# WHAT THE EXERCISE ASKS
Copy, from the entries below, each line where the word "that" can be found.

BEGIN DATA EXTRACT

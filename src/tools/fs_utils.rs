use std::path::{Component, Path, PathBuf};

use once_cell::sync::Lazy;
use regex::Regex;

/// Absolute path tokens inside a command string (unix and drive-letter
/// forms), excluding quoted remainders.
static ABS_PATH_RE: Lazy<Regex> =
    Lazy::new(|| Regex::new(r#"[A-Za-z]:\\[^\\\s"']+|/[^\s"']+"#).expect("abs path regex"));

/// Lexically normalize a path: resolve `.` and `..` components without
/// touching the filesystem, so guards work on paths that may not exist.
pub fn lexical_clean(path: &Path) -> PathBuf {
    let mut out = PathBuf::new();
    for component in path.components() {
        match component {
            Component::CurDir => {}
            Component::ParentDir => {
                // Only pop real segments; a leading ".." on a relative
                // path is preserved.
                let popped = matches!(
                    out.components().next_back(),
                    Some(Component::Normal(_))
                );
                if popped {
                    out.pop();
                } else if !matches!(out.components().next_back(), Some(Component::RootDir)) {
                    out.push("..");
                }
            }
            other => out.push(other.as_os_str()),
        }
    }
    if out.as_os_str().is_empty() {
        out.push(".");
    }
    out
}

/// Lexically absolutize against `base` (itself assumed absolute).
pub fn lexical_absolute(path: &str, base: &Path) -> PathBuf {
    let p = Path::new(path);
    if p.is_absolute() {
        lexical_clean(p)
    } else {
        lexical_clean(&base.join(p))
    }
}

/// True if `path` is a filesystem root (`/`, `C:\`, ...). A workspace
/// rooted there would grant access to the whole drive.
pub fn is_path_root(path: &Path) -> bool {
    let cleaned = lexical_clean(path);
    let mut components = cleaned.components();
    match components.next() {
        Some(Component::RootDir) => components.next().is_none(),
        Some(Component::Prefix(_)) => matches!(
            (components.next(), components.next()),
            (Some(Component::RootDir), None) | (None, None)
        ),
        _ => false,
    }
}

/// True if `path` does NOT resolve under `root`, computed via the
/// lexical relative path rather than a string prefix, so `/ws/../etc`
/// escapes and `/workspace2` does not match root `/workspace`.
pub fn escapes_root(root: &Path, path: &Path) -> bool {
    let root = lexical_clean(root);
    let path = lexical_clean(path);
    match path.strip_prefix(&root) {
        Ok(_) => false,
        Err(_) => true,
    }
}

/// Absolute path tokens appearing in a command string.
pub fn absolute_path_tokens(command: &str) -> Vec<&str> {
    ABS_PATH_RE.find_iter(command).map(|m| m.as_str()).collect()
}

END DATA EXTRACT
BEGIN DATA EXTRACT

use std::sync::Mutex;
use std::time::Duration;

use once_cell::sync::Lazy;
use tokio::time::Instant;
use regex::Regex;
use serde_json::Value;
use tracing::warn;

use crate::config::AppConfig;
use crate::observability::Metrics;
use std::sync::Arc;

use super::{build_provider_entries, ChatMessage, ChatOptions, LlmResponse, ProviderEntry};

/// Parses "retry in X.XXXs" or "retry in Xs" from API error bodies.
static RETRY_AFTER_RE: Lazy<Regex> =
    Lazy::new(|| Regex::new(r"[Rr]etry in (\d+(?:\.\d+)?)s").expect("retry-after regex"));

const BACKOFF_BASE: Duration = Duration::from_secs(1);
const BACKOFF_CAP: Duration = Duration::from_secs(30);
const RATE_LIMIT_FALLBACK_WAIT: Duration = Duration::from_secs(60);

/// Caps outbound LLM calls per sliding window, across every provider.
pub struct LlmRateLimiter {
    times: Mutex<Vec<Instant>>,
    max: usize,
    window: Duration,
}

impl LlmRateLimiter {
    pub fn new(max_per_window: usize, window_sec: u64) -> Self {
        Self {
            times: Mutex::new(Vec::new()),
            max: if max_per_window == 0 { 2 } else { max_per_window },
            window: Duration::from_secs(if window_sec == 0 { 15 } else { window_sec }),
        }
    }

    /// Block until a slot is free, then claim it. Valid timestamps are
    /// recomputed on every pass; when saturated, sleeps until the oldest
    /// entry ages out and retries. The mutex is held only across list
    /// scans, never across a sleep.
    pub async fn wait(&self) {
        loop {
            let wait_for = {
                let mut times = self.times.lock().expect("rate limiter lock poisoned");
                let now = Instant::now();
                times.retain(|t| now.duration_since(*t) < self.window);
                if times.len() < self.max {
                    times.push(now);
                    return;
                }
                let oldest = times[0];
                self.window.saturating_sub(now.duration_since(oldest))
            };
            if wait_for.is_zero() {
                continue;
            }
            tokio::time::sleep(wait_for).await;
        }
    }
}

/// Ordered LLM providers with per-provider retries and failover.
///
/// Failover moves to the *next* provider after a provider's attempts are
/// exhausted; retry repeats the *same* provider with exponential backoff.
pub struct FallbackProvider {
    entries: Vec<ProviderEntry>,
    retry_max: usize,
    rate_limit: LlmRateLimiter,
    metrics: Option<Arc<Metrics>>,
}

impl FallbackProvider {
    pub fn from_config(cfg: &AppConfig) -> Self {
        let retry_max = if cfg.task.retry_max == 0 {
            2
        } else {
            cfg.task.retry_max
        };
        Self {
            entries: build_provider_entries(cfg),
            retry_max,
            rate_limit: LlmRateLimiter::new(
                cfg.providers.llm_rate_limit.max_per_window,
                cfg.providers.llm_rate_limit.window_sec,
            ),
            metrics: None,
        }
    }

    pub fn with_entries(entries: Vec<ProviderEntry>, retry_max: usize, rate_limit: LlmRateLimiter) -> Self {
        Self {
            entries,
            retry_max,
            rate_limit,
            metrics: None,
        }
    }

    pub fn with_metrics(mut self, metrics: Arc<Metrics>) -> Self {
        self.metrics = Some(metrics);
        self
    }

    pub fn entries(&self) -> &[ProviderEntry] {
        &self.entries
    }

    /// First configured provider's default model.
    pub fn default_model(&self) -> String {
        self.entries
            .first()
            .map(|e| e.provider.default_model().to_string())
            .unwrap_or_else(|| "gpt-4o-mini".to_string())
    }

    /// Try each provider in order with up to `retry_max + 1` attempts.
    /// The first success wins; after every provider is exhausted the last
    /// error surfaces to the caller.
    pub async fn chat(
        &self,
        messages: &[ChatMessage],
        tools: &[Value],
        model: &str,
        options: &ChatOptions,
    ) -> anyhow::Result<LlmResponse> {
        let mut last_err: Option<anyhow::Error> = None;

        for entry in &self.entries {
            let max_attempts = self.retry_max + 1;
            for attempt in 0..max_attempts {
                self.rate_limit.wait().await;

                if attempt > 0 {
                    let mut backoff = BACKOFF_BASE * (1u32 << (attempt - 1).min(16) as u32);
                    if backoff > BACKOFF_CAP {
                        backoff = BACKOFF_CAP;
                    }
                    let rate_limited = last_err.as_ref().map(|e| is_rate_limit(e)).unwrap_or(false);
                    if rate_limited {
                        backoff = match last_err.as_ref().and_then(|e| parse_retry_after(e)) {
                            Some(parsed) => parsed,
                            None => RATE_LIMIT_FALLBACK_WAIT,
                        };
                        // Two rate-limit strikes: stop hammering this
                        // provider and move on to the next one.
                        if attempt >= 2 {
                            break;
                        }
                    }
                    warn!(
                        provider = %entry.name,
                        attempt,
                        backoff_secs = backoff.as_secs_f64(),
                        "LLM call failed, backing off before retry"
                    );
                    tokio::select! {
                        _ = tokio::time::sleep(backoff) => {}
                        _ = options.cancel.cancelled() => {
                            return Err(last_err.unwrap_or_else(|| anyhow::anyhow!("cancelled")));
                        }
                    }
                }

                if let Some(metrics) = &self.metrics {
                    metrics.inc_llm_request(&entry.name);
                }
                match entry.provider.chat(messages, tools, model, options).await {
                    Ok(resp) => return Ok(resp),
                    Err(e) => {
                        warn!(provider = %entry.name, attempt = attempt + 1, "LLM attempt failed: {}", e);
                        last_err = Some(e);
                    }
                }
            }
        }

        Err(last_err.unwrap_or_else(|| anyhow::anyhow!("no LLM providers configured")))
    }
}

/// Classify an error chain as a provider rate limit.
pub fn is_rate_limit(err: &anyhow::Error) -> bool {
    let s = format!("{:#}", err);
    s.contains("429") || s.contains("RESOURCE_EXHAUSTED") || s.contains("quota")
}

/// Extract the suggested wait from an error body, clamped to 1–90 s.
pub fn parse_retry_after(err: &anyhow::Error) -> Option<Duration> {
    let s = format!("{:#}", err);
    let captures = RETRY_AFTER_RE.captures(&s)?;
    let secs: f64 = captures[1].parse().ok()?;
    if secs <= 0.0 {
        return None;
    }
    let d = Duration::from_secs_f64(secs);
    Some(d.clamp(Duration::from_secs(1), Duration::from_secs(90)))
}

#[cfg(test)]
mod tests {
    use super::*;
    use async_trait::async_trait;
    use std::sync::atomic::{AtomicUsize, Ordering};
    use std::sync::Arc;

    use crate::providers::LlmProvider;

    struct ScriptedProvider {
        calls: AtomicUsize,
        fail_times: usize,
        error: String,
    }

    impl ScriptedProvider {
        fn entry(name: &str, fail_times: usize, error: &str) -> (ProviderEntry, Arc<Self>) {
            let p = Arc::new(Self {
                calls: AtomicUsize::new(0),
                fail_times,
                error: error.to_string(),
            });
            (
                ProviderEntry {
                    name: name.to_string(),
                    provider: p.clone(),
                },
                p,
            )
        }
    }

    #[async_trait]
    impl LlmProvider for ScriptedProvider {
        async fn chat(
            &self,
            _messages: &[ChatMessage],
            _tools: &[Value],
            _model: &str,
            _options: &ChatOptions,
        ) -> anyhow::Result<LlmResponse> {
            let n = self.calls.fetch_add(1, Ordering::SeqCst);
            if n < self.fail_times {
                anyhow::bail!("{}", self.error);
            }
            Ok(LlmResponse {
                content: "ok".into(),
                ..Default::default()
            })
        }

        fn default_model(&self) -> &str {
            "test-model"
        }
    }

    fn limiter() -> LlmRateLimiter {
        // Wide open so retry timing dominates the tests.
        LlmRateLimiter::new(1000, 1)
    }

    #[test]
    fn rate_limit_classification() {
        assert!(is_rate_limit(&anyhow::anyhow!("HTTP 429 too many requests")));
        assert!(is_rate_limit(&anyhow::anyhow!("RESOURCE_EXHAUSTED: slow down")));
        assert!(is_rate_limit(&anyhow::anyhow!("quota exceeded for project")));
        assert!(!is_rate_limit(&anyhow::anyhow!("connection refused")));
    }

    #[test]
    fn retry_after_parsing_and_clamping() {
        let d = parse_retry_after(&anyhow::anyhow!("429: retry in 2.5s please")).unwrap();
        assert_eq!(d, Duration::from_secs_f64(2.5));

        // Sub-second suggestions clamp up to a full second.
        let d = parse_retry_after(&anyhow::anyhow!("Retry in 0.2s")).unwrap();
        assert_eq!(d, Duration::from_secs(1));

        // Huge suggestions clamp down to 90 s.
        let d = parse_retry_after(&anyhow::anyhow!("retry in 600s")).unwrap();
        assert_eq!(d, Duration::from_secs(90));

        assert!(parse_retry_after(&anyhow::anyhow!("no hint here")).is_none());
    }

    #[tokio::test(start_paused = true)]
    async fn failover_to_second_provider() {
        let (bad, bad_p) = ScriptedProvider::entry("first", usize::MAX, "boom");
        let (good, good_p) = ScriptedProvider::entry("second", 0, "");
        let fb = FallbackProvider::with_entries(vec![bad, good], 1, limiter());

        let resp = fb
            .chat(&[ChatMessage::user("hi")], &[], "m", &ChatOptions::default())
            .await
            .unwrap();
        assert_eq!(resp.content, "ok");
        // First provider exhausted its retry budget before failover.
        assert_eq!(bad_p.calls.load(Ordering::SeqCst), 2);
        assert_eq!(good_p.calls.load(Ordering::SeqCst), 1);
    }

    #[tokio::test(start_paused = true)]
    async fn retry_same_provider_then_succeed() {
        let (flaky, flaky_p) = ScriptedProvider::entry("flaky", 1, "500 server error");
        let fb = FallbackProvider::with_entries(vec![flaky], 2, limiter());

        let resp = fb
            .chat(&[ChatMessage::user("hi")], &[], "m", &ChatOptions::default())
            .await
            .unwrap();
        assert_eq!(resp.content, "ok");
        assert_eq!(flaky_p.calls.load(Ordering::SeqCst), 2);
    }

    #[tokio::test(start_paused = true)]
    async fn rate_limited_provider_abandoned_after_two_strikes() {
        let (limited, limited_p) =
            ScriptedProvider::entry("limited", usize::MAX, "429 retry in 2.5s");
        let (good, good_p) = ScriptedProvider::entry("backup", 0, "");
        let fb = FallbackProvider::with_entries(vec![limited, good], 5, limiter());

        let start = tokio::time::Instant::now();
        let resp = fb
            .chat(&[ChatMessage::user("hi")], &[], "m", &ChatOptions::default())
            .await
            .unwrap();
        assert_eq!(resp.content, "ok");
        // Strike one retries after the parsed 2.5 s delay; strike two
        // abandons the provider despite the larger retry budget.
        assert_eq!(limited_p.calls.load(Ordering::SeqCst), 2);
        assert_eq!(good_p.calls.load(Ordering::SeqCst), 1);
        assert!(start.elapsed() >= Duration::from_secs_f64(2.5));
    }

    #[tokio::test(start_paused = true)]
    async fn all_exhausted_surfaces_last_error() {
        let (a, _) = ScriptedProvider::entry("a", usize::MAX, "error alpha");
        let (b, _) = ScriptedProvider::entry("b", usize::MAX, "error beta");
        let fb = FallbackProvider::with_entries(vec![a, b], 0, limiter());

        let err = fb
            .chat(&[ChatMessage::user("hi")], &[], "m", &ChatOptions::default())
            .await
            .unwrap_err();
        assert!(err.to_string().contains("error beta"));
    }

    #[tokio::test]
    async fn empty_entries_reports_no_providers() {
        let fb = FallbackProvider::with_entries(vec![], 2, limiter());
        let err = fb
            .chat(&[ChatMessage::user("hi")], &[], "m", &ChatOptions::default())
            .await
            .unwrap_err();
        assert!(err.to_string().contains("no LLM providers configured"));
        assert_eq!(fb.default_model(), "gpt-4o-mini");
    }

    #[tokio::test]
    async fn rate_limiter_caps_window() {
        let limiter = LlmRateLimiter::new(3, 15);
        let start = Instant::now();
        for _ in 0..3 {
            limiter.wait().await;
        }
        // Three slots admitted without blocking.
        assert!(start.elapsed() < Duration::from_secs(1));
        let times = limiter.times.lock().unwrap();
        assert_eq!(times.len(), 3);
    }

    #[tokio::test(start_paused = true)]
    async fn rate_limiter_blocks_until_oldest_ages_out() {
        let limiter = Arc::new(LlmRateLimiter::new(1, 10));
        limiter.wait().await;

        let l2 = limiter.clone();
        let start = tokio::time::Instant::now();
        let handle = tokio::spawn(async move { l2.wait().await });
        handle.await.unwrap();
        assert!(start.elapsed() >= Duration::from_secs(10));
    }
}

END DATA EXTRACT
BEGIN DATA EXTRACT

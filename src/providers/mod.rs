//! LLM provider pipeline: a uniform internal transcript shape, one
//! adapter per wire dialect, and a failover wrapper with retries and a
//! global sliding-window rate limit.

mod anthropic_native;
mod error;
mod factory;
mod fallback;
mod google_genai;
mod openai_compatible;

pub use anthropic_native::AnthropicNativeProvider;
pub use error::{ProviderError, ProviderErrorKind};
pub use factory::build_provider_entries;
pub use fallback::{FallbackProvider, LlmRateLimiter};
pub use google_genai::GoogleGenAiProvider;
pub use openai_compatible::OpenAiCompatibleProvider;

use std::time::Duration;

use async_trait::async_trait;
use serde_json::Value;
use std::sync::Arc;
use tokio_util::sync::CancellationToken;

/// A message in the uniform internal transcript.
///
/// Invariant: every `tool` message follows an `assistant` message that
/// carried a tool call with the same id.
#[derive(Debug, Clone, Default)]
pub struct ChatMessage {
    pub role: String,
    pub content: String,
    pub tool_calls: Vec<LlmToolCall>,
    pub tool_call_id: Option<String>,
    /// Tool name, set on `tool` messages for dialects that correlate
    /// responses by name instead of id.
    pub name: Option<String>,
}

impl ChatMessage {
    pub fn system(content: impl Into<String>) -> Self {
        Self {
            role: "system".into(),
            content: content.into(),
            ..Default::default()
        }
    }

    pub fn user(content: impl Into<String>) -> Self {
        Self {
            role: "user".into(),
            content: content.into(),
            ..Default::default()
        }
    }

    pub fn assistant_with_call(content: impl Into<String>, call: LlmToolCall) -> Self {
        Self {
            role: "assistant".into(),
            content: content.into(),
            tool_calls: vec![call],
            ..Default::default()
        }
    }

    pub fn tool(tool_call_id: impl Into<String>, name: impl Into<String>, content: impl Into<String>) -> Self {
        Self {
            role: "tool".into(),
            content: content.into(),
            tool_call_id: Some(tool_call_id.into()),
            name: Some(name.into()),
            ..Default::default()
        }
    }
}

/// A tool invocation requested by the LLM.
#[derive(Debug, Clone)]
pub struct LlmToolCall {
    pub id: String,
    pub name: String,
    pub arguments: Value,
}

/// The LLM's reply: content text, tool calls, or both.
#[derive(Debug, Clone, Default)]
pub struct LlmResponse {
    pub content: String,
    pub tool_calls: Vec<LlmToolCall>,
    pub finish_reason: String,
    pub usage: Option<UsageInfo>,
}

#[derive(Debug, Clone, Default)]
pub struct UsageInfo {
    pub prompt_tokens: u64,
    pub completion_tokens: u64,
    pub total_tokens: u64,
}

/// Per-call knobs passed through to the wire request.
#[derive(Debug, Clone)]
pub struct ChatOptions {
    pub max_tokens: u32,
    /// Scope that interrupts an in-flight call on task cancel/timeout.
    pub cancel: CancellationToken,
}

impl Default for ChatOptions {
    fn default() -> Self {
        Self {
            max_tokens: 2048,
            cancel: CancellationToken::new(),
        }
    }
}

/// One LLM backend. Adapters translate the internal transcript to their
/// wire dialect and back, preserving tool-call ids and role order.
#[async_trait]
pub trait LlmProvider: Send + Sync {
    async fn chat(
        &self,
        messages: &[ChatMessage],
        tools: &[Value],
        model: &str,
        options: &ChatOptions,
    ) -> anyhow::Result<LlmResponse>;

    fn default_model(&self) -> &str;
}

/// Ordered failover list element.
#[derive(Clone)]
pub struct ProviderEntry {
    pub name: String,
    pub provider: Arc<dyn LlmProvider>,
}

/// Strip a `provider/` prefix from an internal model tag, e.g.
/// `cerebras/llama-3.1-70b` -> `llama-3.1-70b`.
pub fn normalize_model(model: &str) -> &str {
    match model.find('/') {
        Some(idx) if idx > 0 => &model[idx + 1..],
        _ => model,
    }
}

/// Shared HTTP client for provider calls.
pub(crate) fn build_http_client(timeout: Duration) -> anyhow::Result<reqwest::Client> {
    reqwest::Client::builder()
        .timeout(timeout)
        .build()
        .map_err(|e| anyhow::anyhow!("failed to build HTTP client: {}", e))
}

END DATA EXTRACT

# REPLY TO THE EXERCISE
/// touching the filesystem, so guards work on paths that may not exist.
/// Invariant: every `tool` message follows an `assistant` message that
    /// Tool name, set on `tool` messages for dialects that correlate
    /// Scope that interrupts an in-flight call on task cancel/timeout.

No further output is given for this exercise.